Stored items:
####################
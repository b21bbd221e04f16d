//! Configuration file support for paintcanvas.
//!
//! This module handles loading and validating user settings from the configuration file
//! located at `~/.config/paintcanvas/config.toml`. Settings include the canvas size and
//! background, the initial stroke style, and the font used for text insertion.
//!
//! If no config file exists, sensible defaults are used automatically.

pub mod enums;
pub mod types;

// Re-export commonly used types at module level
pub use enums::{ColorSpec, ThicknessSpec};
pub use types::{CanvasConfig, DrawingConfig, TextConfig};

use crate::input::stroke::DEFAULT_RAINBOW_STEP;
use anyhow::{Context, Result};
use log::{debug, info, warn};
use schemars::JsonSchema;
use serde::{Deserialize, Serialize};
use std::fs;
use std::path::{Path, PathBuf};

/// Largest accepted canvas dimension in pixels.
const MAX_DIMENSION: u32 = 8192;

/// Largest accepted `default_thickness` in pixels.
const MAX_THICKNESS: i32 = 200;

/// Main configuration structure containing all user settings.
///
/// This is the root configuration type that gets deserialized from the TOML file.
/// All fields have sensible defaults and will use those if not specified in the config file.
///
/// # Example TOML
/// ```toml
/// [canvas]
/// width = 1024
/// height = 768
/// background = "white"
///
/// [drawing]
/// default_color = "rainbow"
/// default_thickness = "thick"
/// rainbow_step = 0.02
///
/// [text]
/// font_family = "Serif"
/// font_style = "italic"
/// font_size = 20.0
/// ```
#[derive(Debug, Clone, Serialize, Deserialize, Default, JsonSchema)]
pub struct Config {
    /// Buffer size and background color
    #[serde(default)]
    pub canvas: CanvasConfig,

    /// Initial stroke color, thickness and rainbow speed
    #[serde(default)]
    pub drawing: DrawingConfig,

    /// Font used by text insertion
    #[serde(default)]
    pub text: TextConfig,
}

impl Config {
    /// Validates and clamps all configuration values to acceptable ranges.
    ///
    /// Invalid values are clamped to the nearest valid value (or reset to their
    /// default) and a warning is logged.
    ///
    /// Validated ranges:
    /// - `canvas.width`, `canvas.height`: 1 - 8192
    /// - `drawing.default_thickness`: 1 - 200 pixels
    /// - `drawing.rainbow_step`: exclusive 0.0 - 1.0
    /// - `text.font_size`: 6.0 - 144.0
    pub fn validate_and_clamp(&mut self) {
        for (name, value) in [
            ("width", &mut self.canvas.width),
            ("height", &mut self.canvas.height),
        ] {
            if !(1..=MAX_DIMENSION).contains(&*value) {
                warn!("Invalid canvas {name} {value}, clamping to 1-{MAX_DIMENSION} range");
                *value = (*value).clamp(1, MAX_DIMENSION);
            }
        }

        if !self.canvas.background.is_known_color() {
            warn!(
                "Invalid canvas background {:?}, falling back to 'white'",
                self.canvas.background
            );
            self.canvas.background = ColorSpec::Name("white".to_string());
        }

        // Thickness: 1 - 200 pixels
        match self.drawing.default_thickness {
            ThicknessSpec::Pixels(px @ ..=0) => {
                warn!("Invalid default_thickness {px}, falling back to 'regular'");
                self.drawing.default_thickness = ThicknessSpec::Name("regular".to_string());
            }
            ThicknessSpec::Pixels(px) if px > MAX_THICKNESS => {
                warn!("Invalid default_thickness {px}, clamping to 1-{MAX_THICKNESS} range");
                self.drawing.default_thickness = ThicknessSpec::Pixels(MAX_THICKNESS);
            }
            _ => {}
        }

        // Rainbow step: (0.0, 1.0)
        let step = self.drawing.rainbow_step;
        if !(step > 0.0 && step < 1.0) {
            warn!("Invalid rainbow_step {step}, falling back to {DEFAULT_RAINBOW_STEP}");
            self.drawing.rainbow_step = DEFAULT_RAINBOW_STEP;
        }

        // Font size: 6.0 - 144.0
        if !(6.0..=144.0).contains(&self.text.font_size) {
            warn!(
                "Invalid font_size {:.1}, clamping to 6.0-144.0 range",
                self.text.font_size
            );
            self.text.font_size = if self.text.font_size.is_nan() {
                16.0
            } else {
                self.text.font_size.clamp(6.0, 144.0)
            };
        }

        // Validate font weight is reasonable
        let valid_weight = matches!(
            self.text.font_weight.to_lowercase().as_str(),
            "normal" | "bold" | "light" | "ultralight" | "heavy" | "ultrabold"
        ) || self
            .text
            .font_weight
            .parse::<u32>()
            .is_ok_and(|w| (100..=900).contains(&w));

        if !valid_weight {
            warn!(
                "Invalid font_weight '{}', falling back to 'normal'",
                self.text.font_weight
            );
            self.text.font_weight = "normal".to_string();
        }

        // Validate font style
        if !matches!(
            self.text.font_style.to_lowercase().as_str(),
            "normal" | "italic" | "oblique"
        ) {
            warn!(
                "Invalid font_style '{}', falling back to 'normal'",
                self.text.font_style
            );
            self.text.font_style = "normal".to_string();
        }
    }

    /// Returns the path to the configuration file.
    ///
    /// The config file is located at `~/.config/paintcanvas/config.toml`.
    ///
    /// # Errors
    /// Returns an error if the config directory cannot be determined (e.g., HOME not set).
    pub fn get_config_path() -> Result<PathBuf> {
        let config_dir = dirs::config_dir()
            .context("Could not find config directory")?
            .join("paintcanvas");

        Ok(config_dir.join("config.toml"))
    }

    /// Loads configuration from the default path, or returns defaults if not found.
    ///
    /// # Errors
    /// Returns an error if:
    /// - The config directory path cannot be determined
    /// - The file exists but cannot be read
    /// - The file exists but contains invalid TOML syntax
    pub fn load() -> Result<Self> {
        let config_path = Self::get_config_path()?;

        if !config_path.exists() {
            info!("Config file not found, using defaults");
            debug!("Expected config at: {}", config_path.display());
            return Ok(Self::default());
        }

        Self::load_from(&config_path)
    }

    /// Loads and validates the configuration stored at `path`.
    ///
    /// # Errors
    /// Returns an error if the file cannot be read or is not valid TOML.
    pub fn load_from(path: &Path) -> Result<Self> {
        let config_str = fs::read_to_string(path)
            .with_context(|| format!("Failed to read config from {}", path.display()))?;

        let mut config: Config = toml::from_str(&config_str)
            .with_context(|| format!("Failed to parse config from {}", path.display()))?;

        config.validate_and_clamp();

        info!("Loaded config from {}", path.display());
        debug!("Config: {:?}", config);

        Ok(config)
    }

    /// Saves the current configuration to the default path.
    ///
    /// Creates the parent directory if it doesn't exist.
    ///
    /// # Errors
    /// Returns an error if:
    /// - The config directory cannot be created
    /// - The config cannot be serialized to TOML
    /// - The file cannot be written
    pub fn save(&self) -> Result<()> {
        self.save_to(&Self::get_config_path()?)
    }

    /// Serializes the configuration as pretty TOML into `path`.
    ///
    /// # Errors
    /// Returns an error if the directory or file cannot be written.
    pub fn save_to(&self, path: &Path) -> Result<()> {
        if let Some(parent) = path.parent() {
            fs::create_dir_all(parent).context("Failed to create config directory")?;
        }

        let config_str = toml::to_string_pretty(self).context("Failed to serialize config")?;

        fs::write(path, config_str)
            .with_context(|| format!("Failed to write config to {}", path.display()))?;

        info!("Saved config to {}", path.display());
        Ok(())
    }

    /// JSON schema describing the configuration file.
    pub fn json_schema() -> schemars::Schema {
        schemars::schema_for!(Config)
    }
}

#[cfg(test)]
mod tests {
    use super::*;
    use crate::draw::{Color, WHITE};
    use crate::input::{ColorChoice, ThicknessChoice};
    use tempfile::TempDir;

    #[test]
    fn empty_file_yields_defaults() {
        let config: Config = toml::from_str("").unwrap();
        assert_eq!(config.canvas.width, 800);
        assert_eq!(config.canvas.height, 600);
        assert_eq!(config.canvas.background.to_color(), WHITE);
        assert_eq!(config.drawing.default_thickness.to_choice(), ThicknessChoice::Regular);
        assert_eq!(config.drawing.rainbow_step, DEFAULT_RAINBOW_STEP);
        assert_eq!(config.text.font_descriptor().to_pango_string(), "Sans 16");
    }

    #[test]
    fn parses_mixed_value_forms() {
        let config: Config = toml::from_str(
            r#"
            [canvas]
            background = [10, 20, 30]

            [drawing]
            default_color = "rainbow"
            default_thickness = 9
            "#,
        )
        .unwrap();

        assert_eq!(config.canvas.background.to_color(), Color::new(10, 20, 30));
        assert_eq!(config.drawing.default_color.to_choice(), ColorChoice::Rainbow);
        assert_eq!(
            config.drawing.default_thickness.to_choice(),
            ThicknessChoice::Pixels(9)
        );
    }

    #[test]
    fn validation_clamps_out_of_range_values() {
        let mut config: Config = toml::from_str(
            r#"
            [canvas]
            width = 0
            height = 100000
            background = "rainbow"

            [drawing]
            default_thickness = -4
            rainbow_step = 1.5

            [text]
            font_size = 500.0
            font_weight = "chunky"
            font_style = "slanted"
            "#,
        )
        .unwrap();
        config.validate_and_clamp();

        assert_eq!(config.canvas.width, 1);
        assert_eq!(config.canvas.height, MAX_DIMENSION);
        assert_eq!(config.canvas.background, ColorSpec::Name("white".to_string()));
        assert_eq!(
            config.drawing.default_thickness,
            ThicknessSpec::Name("regular".to_string())
        );
        assert_eq!(config.drawing.rainbow_step, DEFAULT_RAINBOW_STEP);
        assert_eq!(config.text.font_size, 144.0);
        assert_eq!(config.text.font_weight, "normal");
        assert_eq!(config.text.font_style, "normal");
    }

    #[test]
    fn oversized_thickness_is_clamped() {
        let mut config: Config =
            toml::from_str("[drawing]\ndefault_thickness = 2147483647\n").unwrap();
        config.validate_and_clamp();
        assert_eq!(
            config.drawing.default_thickness,
            ThicknessSpec::Pixels(MAX_THICKNESS)
        );
    }

    #[test]
    fn numeric_font_weight_is_accepted() {
        let mut config = Config::default();
        config.text.font_weight = "700".to_string();
        config.validate_and_clamp();
        assert_eq!(config.text.font_weight, "700");
    }

    #[test]
    fn save_then_load_preserves_settings() {
        let dir = TempDir::new().unwrap();
        let path = dir.path().join("nested").join("config.toml");

        let mut config = Config::default();
        config.canvas.width = 320;
        config.drawing.default_color = ColorSpec::Rgb([1, 2, 3]);
        config.save_to(&path).unwrap();

        let loaded = Config::load_from(&path).unwrap();
        assert_eq!(loaded.canvas.width, 320);
        assert_eq!(loaded.drawing.default_color, ColorSpec::Rgb([1, 2, 3]));
    }

    #[test]
    fn invalid_toml_reports_path() {
        let dir = TempDir::new().unwrap();
        let path = dir.path().join("config.toml");
        fs::write(&path, "[canvas\nwidth = ").unwrap();

        let err = Config::load_from(&path).unwrap_err();
        assert!(format!("{err:#}").contains("Failed to parse config"));
    }

    #[test]
    fn schema_lists_top_level_sections() {
        let schema = serde_json::to_value(Config::json_schema()).unwrap();
        let properties = &schema["properties"];
        for section in ["canvas", "drawing", "text"] {
            assert!(properties.get(section).is_some(), "missing {section}");
        }
    }
}
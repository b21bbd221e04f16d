//! Stroke style state: color, thickness and rainbow hue cycling.
//!
//! String inputs are resolved through explicit parse functions with a fixed
//! fallback table instead of failing:
//!
//! | Input                  | Unrecognised value resolves to |
//! |------------------------|--------------------------------|
//! | color name             | Black                          |
//! | thickness name         | Regular (3)                    |
//! | explicit thickness ≤ 0 | ignored, previous value kept   |

use crate::draw::{
    BLACK, BLUE, Color, GREEN, RED, StrokeStyle, YELLOW, style::DEFAULT_THICKNESS,
};
use log::{debug, warn};

/// Hue advance applied per rainbow segment unless configured otherwise.
pub const DEFAULT_RAINBOW_STEP: f64 = 0.01;

/// The fixed palette addressable by name.
#[derive(Debug, Clone, Copy, PartialEq, Eq)]
pub enum NamedColor {
    Black,
    Red,
    Blue,
    Yellow,
    Green,
}

impl NamedColor {
    pub fn color(self) -> Color {
        match self {
            NamedColor::Black => BLACK,
            NamedColor::Red => RED,
            NamedColor::Blue => BLUE,
            NamedColor::Yellow => YELLOW,
            NamedColor::Green => GREEN,
        }
    }
}

/// A request to change the stroke color.
#[derive(Debug, Clone, Copy, PartialEq, Eq)]
pub enum ColorChoice {
    /// A specific RGB color
    Explicit(Color),
    /// One of the palette colors
    Named(NamedColor),
    /// Continuous hue cycling, starting from red
    Rainbow,
}

impl ColorChoice {
    /// Resolves a color name (case-insensitive). Unknown names fall back to black.
    pub fn parse(name: &str) -> Self {
        let named = match name.trim().to_lowercase().as_str() {
            "rainbow" => return ColorChoice::Rainbow,
            "black" => NamedColor::Black,
            "red" => NamedColor::Red,
            "blue" => NamedColor::Blue,
            "yellow" => NamedColor::Yellow,
            "green" => NamedColor::Green,
            _ => {
                warn!("Unknown color '{name}', using black");
                NamedColor::Black
            }
        };
        ColorChoice::Named(named)
    }
}

impl From<Color> for ColorChoice {
    fn from(color: Color) -> Self {
        ColorChoice::Explicit(color)
    }
}

/// A request to change the stroke thickness.
#[derive(Debug, Clone, Copy, PartialEq, Eq)]
pub enum ThicknessChoice {
    /// Explicit width in pixels; non-positive values are rejected
    Pixels(i32),
    /// 1 pixel
    Thin,
    /// 3 pixels
    Regular,
    /// 5 pixels
    Thick,
}

impl ThicknessChoice {
    /// Resolves a thickness name (case-insensitive). Unknown names fall back to Regular.
    pub fn parse(name: &str) -> Self {
        match name.trim().to_lowercase().as_str() {
            "thin" => ThicknessChoice::Thin,
            "regular" => ThicknessChoice::Regular,
            "thick" => ThicknessChoice::Thick,
            _ => {
                warn!("Unknown thickness '{name}', using regular");
                ThicknessChoice::Regular
            }
        }
    }

    /// Width in pixels, or `None` for a non-positive explicit value.
    pub fn pixels(self) -> Option<u32> {
        match self {
            ThicknessChoice::Pixels(px) => u32::try_from(px).ok().filter(|px| *px > 0),
            ThicknessChoice::Thin => Some(1),
            ThicknessChoice::Regular => Some(DEFAULT_THICKNESS),
            ThicknessChoice::Thick => Some(5),
        }
    }
}

impl From<i32> for ThicknessChoice {
    fn from(px: i32) -> Self {
        ThicknessChoice::Pixels(px)
    }
}

/// Current color, thickness and rainbow hue cursor.
///
/// The hue cursor only exists while rainbow cycling is enabled; picking any other
/// color discards it.
#[derive(Debug, Clone, PartialEq)]
pub struct StrokeState {
    color: Color,
    thickness: u32,
    hue: Option<f64>,
}

impl Default for StrokeState {
    fn default() -> Self {
        Self {
            color: BLACK,
            thickness: DEFAULT_THICKNESS,
            hue: None,
        }
    }
}

impl StrokeState {
    pub fn new() -> Self {
        Self::default()
    }

    /// Applies a color choice. `Rainbow` (re)starts the hue cursor at 0.
    pub fn set_color(&mut self, choice: ColorChoice) {
        match choice {
            ColorChoice::Explicit(color) => {
                self.color = color;
                self.hue = None;
            }
            ColorChoice::Named(named) => {
                self.color = named.color();
                self.hue = None;
            }
            ColorChoice::Rainbow => {
                self.hue = Some(0.0);
                self.color = Color::from_hsb(0.0, 1.0, 1.0);
            }
        }
        debug!(
            "Stroke color set to {} (rainbow: {})",
            self.color,
            self.hue.is_some()
        );
    }

    /// Applies a thickness choice.
    ///
    /// Returns `false`, leaving the thickness unchanged, for non-positive explicit values.
    pub fn set_thickness(&mut self, choice: ThicknessChoice) -> bool {
        match choice.pixels() {
            Some(px) => {
                self.thickness = px;
                true
            }
            None => {
                debug!("Ignoring non-positive thickness {choice:?}");
                false
            }
        }
    }

    /// Advances the hue cursor by `delta` (mod 1.0) and recomputes the color.
    ///
    /// Does nothing unless rainbow cycling is enabled.
    pub fn advance_rainbow(&mut self, delta: f64) {
        if let Some(hue) = self.hue.as_mut() {
            *hue = (*hue + delta).rem_euclid(1.0);
            self.color = Color::from_hsb(*hue, 1.0, 1.0);
        }
    }

    pub fn color(&self) -> Color {
        self.color
    }

    pub fn thickness(&self) -> u32 {
        self.thickness
    }

    pub fn rainbow_enabled(&self) -> bool {
        self.hue.is_some()
    }

    /// Current hue cursor, present only while rainbow cycling is enabled.
    pub fn hue(&self) -> Option<f64> {
        self.hue
    }

    /// Snapshot of the style handed to primitives.
    pub fn style(&self) -> StrokeStyle {
        StrokeStyle {
            color: self.color,
            thickness: self.thickness,
            rainbow: self.rainbow_enabled(),
        }
    }
}
//! Drawing mode selection.

use std::fmt;
use std::str::FromStr;

/// Drawing mode.
///
/// Exactly one mode is active at a time. The active mode decides which pointer
/// events matter and which primitive they end up calling.
#[derive(Debug, Clone, Copy, PartialEq, Eq, Hash, Default)]
pub enum Mode {
    /// Freehand drawing - follows the pointer while dragging (default)
    #[default]
    Pen,
    /// Straight line - two releases give the endpoints
    Line,
    /// Triangle outline - three releases give the corners
    Triangle,
    /// Text stamp - a release asks the text dialog for a string
    TextInsert,
    /// Freehand drawing in the background color
    Eraser,
}

impl Mode {
    /// All modes in index order.
    pub const ALL: [Mode; 5] = [
        Mode::Pen,
        Mode::Line,
        Mode::Triangle,
        Mode::TextInsert,
        Mode::Eraser,
    ];

    /// Looks a mode up by its numeric index (0 = Pen ... 4 = Eraser).
    pub fn from_index(index: i32) -> Option<Self> {
        usize::try_from(index)
            .ok()
            .and_then(|i| Self::ALL.get(i).copied())
    }

    /// Human-readable name used in logs and scripts.
    pub fn name(self) -> &'static str {
        match self {
            Mode::Pen => "pen",
            Mode::Line => "line",
            Mode::Triangle => "triangle",
            Mode::TextInsert => "text",
            Mode::Eraser => "eraser",
        }
    }

    /// Whether the mode draws while the pointer is dragged.
    pub fn is_freehand(self) -> bool {
        matches!(self, Mode::Pen | Mode::Eraser)
    }
}

impl fmt::Display for Mode {
    fn fmt(&self, f: &mut fmt::Formatter<'_>) -> fmt::Result {
        f.write_str(self.name())
    }
}

impl FromStr for Mode {
    type Err = ();

    fn from_str(s: &str) -> Result<Self, Self::Err> {
        match s.trim().to_lowercase().as_str() {
            "pen" | "draw" | "freehand" => Ok(Self::Pen),
            "line" => Ok(Self::Line),
            "triangle" => Ok(Self::Triangle),
            "text" | "text-insert" | "textinsert" => Ok(Self::TextInsert),
            "eraser" | "erase" => Ok(Self::Eraser),
            _ => Err(()),
        }
    }
}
####################
Task details:
Report the number of lines in the records that include the string "ranges", and write no other words.

Exercise answer:
2